Auch in „Baugrund“ geht es nebenher um die Vergangenheit der GfZK. Zeigen will man die einstigen Pläne für deren Errichtung, außerdem wie und wo sie vor dem Einzug in die Karl-Tauchnitz-Straße agiert hat. Der Fokus richtet sich aber auf die Zukunft: Das am 13. Juli beginnende Projekt befasst sich sozusagen mit dem Gegenteil der einstigen Schrumpfung im städtischen Raum, der Verdichtung. Baugrund ist begehrt in einer rasch wachsenden Stadt. Welche Gründe gibt es überhaupt fürs Bauen? Es gehe darum, wie man Räume für den Austausch von Ideen markieren könne, nicht als Verwalter eines Ortes, sondern als Moderator für ein gemeinsames Gestalten, erklärt die 44-Jährige. Thema seien auch die Möglichkeiten temporärer Bauten. Ausgangspunkt ist ein Ideenwettbewerb in Zusammenarbeit mit Architekturstudenten mehrerer Universitäten.
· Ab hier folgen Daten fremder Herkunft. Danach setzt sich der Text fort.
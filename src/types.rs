//! Type definitions shared by the dispatcher and the agent adapters.

use crate::error::Result;
use futures::Stream;
use serde::{Deserialize, Serialize};
use std::pin::Pin;

// ============ Response Units ============

/// One unit of agent output.
///
/// The adapter decides the variant once while parsing; consumers never
/// inspect the raw protocol message.
#[derive(Debug, Clone, PartialEq, Serialize, Deserialize)]
#[serde(tag = "kind", rename_all = "snake_case")]
pub enum ResponseUnit {
    /// Incremental assistant content.
    Partial { text: String },
    /// Terminal result of the request.
    Final {
        text: String,
        is_error: bool,
        session_id: Option<String>,
        total_cost_usd: Option<f64>,
    },
}

impl ResponseUnit {
    pub fn partial(text: impl Into<String>) -> Self {
        Self::Partial { text: text.into() }
    }

    /// A successful final unit with no session metadata.
    pub fn final_text(text: impl Into<String>) -> Self {
        Self::Final {
            text: text.into(),
            is_error: false,
            session_id: None,
            total_cost_usd: None,
        }
    }

    pub fn text(&self) -> &str {
        match self {
            Self::Partial { text } | Self::Final { text, .. } => text,
        }
    }

    pub fn is_final(&self) -> bool {
        matches!(self, Self::Final { .. })
    }
}

/// Lazy, finite stream of response units. Not restartable.
pub type ResponseStream<'a> = Pin<Box<dyn Stream<Item = Result<ResponseUnit>> + Send + 'a>>;
//! Extended return codes refining the base categories
//!
//! Every extended code packs its base [`Code`] into the low byte and a
//! sub-cause ordinal into the bits above it, so the base category is always
//! recoverable by masking.

use thiserror::Error;

use crate::code::Code;

/// Rejection produced when an integer does not match any defined
/// [`ExtCode`].
#[derive(Debug, Clone, Copy, PartialEq, Eq, Error)]
#[cfg_attr(feature = "serde", derive(serde::Serialize, serde::Deserialize))]
#[error("unrecognized extended return code {0}")]
pub struct UnknownExtCode(pub i32);

/// A specific root cause under a base error category.
///
/// Invariant: for every value `e`, `e.as_rc() & 0xFF == e.base().as_rc()`.
#[derive(Debug, Clone, Copy, PartialEq, Eq, Hash)]
#[cfg_attr(feature = "serde", derive(serde::Serialize, serde::Deserialize))]
#[repr(i32)]
pub enum ExtCode {
    ErrorMissingCollseq = (Code::Error as i32) | (1 << 8),
    ErrorRetry = (Code::Error as i32) | (2 << 8),
    ErrorSnapshot = (Code::Error as i32) | (3 << 8),
    IOErrorRead = (Code::IOError as i32) | (1 << 8),
    IOErrorShortRead = (Code::IOError as i32) | (2 << 8),
    IOErrorWrite = (Code::IOError as i32) | (3 << 8),
    IOErrorFsync = (Code::IOError as i32) | (4 << 8),
    IOErrorDirFsync = (Code::IOError as i32) | (5 << 8),
    IOErrorTruncate = (Code::IOError as i32) | (6 << 8),
    IOErrorFstat = (Code::IOError as i32) | (7 << 8),
    IOErrorUnlock = (Code::IOError as i32) | (8 << 8),
    IOErrorRdlock = (Code::IOError as i32) | (9 << 8),
    IOErrorDelete = (Code::IOError as i32) | (10 << 8),
    IOErrorBlocked = (Code::IOError as i32) | (11 << 8),
    IOErrorNoMemory = (Code::IOError as i32) | (12 << 8),
    IOErrorAccess = (Code::IOError as i32) | (13 << 8),
    IOErrorCheckReservedLock = (Code::IOError as i32) | (14 << 8),
    IOErrorLock = (Code::IOError as i32) | (15 << 8),
    IOErrorClose = (Code::IOError as i32) | (16 << 8),
    IOErrorDirClose = (Code::IOError as i32) | (17 << 8),
    IOErrorShmOpen = (Code::IOError as i32) | (18 << 8),
    IOErrorShmSize = (Code::IOError as i32) | (19 << 8),
    IOErrorShmLock = (Code::IOError as i32) | (20 << 8),
    IOErrorShmMap = (Code::IOError as i32) | (21 << 8),
    IOErrorSeek = (Code::IOError as i32) | (22 << 8),
    IOErrorDeleteNoEntry = (Code::IOError as i32) | (23 << 8),
    IOErrorMmap = (Code::IOError as i32) | (24 << 8),
    IOErrorGetTempPath = (Code::IOError as i32) | (25 << 8),
    IOErrorConvPath = (Code::IOError as i32) | (26 << 8),
    IOErrorVnode = (Code::IOError as i32) | (27 << 8),
    IOErrorAuthorization = (Code::IOError as i32) | (28 << 8),
    IOErrorBeginAtomic = (Code::IOError as i32) | (29 << 8),
    IOErrorCommitAtomic = (Code::IOError as i32) | (30 << 8),
    IOErrorRollbackAtomic = (Code::IOError as i32) | (31 << 8),
    LockedSharedCache = (Code::Locked as i32) | (1 << 8),
    LockedVirtualTable = (Code::Locked as i32) | (2 << 8),
    BusyRecovery = (Code::Busy as i32) | (1 << 8),
    BusySnapshot = (Code::Busy as i32) | (2 << 8),
    CantOpenNoTempDir = (Code::CantOpen as i32) | (1 << 8),
    CantOpenIsDir = (Code::CantOpen as i32) | (2 << 8),
    CantOpenFullPath = (Code::CantOpen as i32) | (3 << 8),
    CantOpenConvPath = (Code::CantOpen as i32) | (4 << 8),
    CantOpenDirtyWal = (Code::CantOpen as i32) | (5 << 8),
    CorruptVirtualTable = (Code::Corrupt as i32) | (1 << 8),
    CorruptSequence = (Code::Corrupt as i32) | (2 << 8),
    ReadonlyRecovery = (Code::Readonly as i32) | (1 << 8),
    ReadonlyCantLock = (Code::Readonly as i32) | (2 << 8),
    ReadonlyRollback = (Code::Readonly as i32) | (3 << 8),
    ReadonlyDatabaseMoved = (Code::Readonly as i32) | (4 << 8),
    ReadonlyCantInit = (Code::Readonly as i32) | (5 << 8),
    ReadonlyDirectory = (Code::Readonly as i32) | (6 << 8),
    AbortRollback = (Code::Abort as i32) | (2 << 8),
    ConstraintCheck = (Code::Constraint as i32) | (1 << 8),
    ConstraintCommitHook = (Code::Constraint as i32) | (2 << 8),
    ConstraintForeignKey = (Code::Constraint as i32) | (3 << 8),
    ConstraintFunction = (Code::Constraint as i32) | (4 << 8),
    ConstraintNotNull = (Code::Constraint as i32) | (5 << 8),
    ConstraintPrimaryKey = (Code::Constraint as i32) | (6 << 8),
    ConstraintTrigger = (Code::Constraint as i32) | (7 << 8),
    ConstraintUnique = (Code::Constraint as i32) | (8 << 8),
    ConstraintVirtualTable = (Code::Constraint as i32) | (9 << 8),
    ConstraintRowID = (Code::Constraint as i32) | (10 << 8),
    NoticeRecoverWal = (Code::Notice as i32) | (1 << 8),
    NoticeRecoverRollback = (Code::Notice as i32) | (2 << 8),
    WarningAutoIndex = (Code::Warning as i32) | (1 << 8),
    AuthorizationUser = (Code::Authorization as i32) | (1 << 8),
    OKLoadPermanently = (Code::OK as i32) | (1 << 8),
}

impl ExtCode {
    /// Every defined extended code, in declaration order.
    pub const ALL: [Self; 67] = [
        Self::ErrorMissingCollseq,
        Self::ErrorRetry,
        Self::ErrorSnapshot,
        Self::IOErrorRead,
        Self::IOErrorShortRead,
        Self::IOErrorWrite,
        Self::IOErrorFsync,
        Self::IOErrorDirFsync,
        Self::IOErrorTruncate,
        Self::IOErrorFstat,
        Self::IOErrorUnlock,
        Self::IOErrorRdlock,
        Self::IOErrorDelete,
        Self::IOErrorBlocked,
        Self::IOErrorNoMemory,
        Self::IOErrorAccess,
        Self::IOErrorCheckReservedLock,
        Self::IOErrorLock,
        Self::IOErrorClose,
        Self::IOErrorDirClose,
        Self::IOErrorShmOpen,
        Self::IOErrorShmSize,
        Self::IOErrorShmLock,
        Self::IOErrorShmMap,
        Self::IOErrorSeek,
        Self::IOErrorDeleteNoEntry,
        Self::IOErrorMmap,
        Self::IOErrorGetTempPath,
        Self::IOErrorConvPath,
        Self::IOErrorVnode,
        Self::IOErrorAuthorization,
        Self::IOErrorBeginAtomic,
        Self::IOErrorCommitAtomic,
        Self::IOErrorRollbackAtomic,
        Self::LockedSharedCache,
        Self::LockedVirtualTable,
        Self::BusyRecovery,
        Self::BusySnapshot,
        Self::CantOpenNoTempDir,
        Self::CantOpenIsDir,
        Self::CantOpenFullPath,
        Self::CantOpenConvPath,
        Self::CantOpenDirtyWal,
        Self::CorruptVirtualTable,
        Self::CorruptSequence,
        Self::ReadonlyRecovery,
        Self::ReadonlyCantLock,
        Self::ReadonlyRollback,
        Self::ReadonlyDatabaseMoved,
        Self::ReadonlyCantInit,
        Self::ReadonlyDirectory,
        Self::AbortRollback,
        Self::ConstraintCheck,
        Self::ConstraintCommitHook,
        Self::ConstraintForeignKey,
        Self::ConstraintFunction,
        Self::ConstraintNotNull,
        Self::ConstraintPrimaryKey,
        Self::ConstraintTrigger,
        Self::ConstraintUnique,
        Self::ConstraintVirtualTable,
        Self::ConstraintRowID,
        Self::NoticeRecoverWal,
        Self::NoticeRecoverRollback,
        Self::WarningAutoIndex,
        Self::AuthorizationUser,
        Self::OKLoadPermanently,
    ];

    /// The raw integer form of this extended code.
    #[must_use]
    pub const fn as_rc(self) -> i32 {
        self as i32
    }

    /// The base category this extended code refines (low byte).
    #[must_use]
    pub fn base(self) -> Code {
        Code::from_rc(self.as_rc())
    }

    /// The sub-cause ordinal (bits above the low byte).
    #[must_use]
    pub const fn sub(self) -> i32 {
        (self as i32) >> 8
    }
}

impl TryFrom<i32> for ExtCode {
    type Error = UnknownExtCode;

    fn try_from(value: i32) -> Result<Self, UnknownExtCode> {
        Self::ALL
            .iter()
            .copied()
            .find(|ext| ext.as_rc() == value)
            .ok_or(UnknownExtCode(value))
    }
}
Mitten im aktuellen Infragestellen demokratischer Strukturen setzt „Gaudipolis“ ab 9. März Impulse, eine Kooperation mit der Off-Biennale Budapest. Gaudipolis, die „Stadt der Freude“, war eine nach dem Zweiten Weltkrieg in Budapest gegründete und sechs Jahre bestehende Kinderrepublik, die hunderte Waisenkinder aufnahm – unabhängig von Religion und Nationalität. Eine Realität gewordene Utopie, mit unabhängigen, selbstbewussten, demokratisch gebildeten Menschen, eine solidarische Gemeinschaft, die ihre Probleme nicht verdrängt, sich aber dennoch auf das Gelingen von Vielfalt konzentrierte. Das sei heute eine Grundfrage, die sich in allen europäischen Gesellschaften stelle, nicht nur in Ungarn, sagt Franciska Zólyom: „Wie kann man das Bestehende so umgestalten, dass es weiter tragfähig ist?“

Die Frage, ob es für die GfZK ein Problem sei, dass sich das Museum der bildenden Künste gerade für zeitgenössische Künstler öffne und verstärkt auch ein junges Publikum anziehe, beantwortet Zólyom souverän: „Wir sind noch nicht in dem Gedanken angekommen, dass wir eine Großstadt sind.“ Sie sehe da „absolut keinen Konflikt“, es zeichne die Qualität einer Großstadt aus, dass es unterschiedliche Institutionen für Gegenwartskunst gebe. Die GfZK als kleines flottes Schiff neben dem Museum als großem Dampfer: Dieses Bild, dass einst der legendäre GfZK-Gründungsdirektor Klaus Werner geprägt hat, sei heute immer noch wahr. Die geplanten Ausstellungen belegen diesen Anspruch.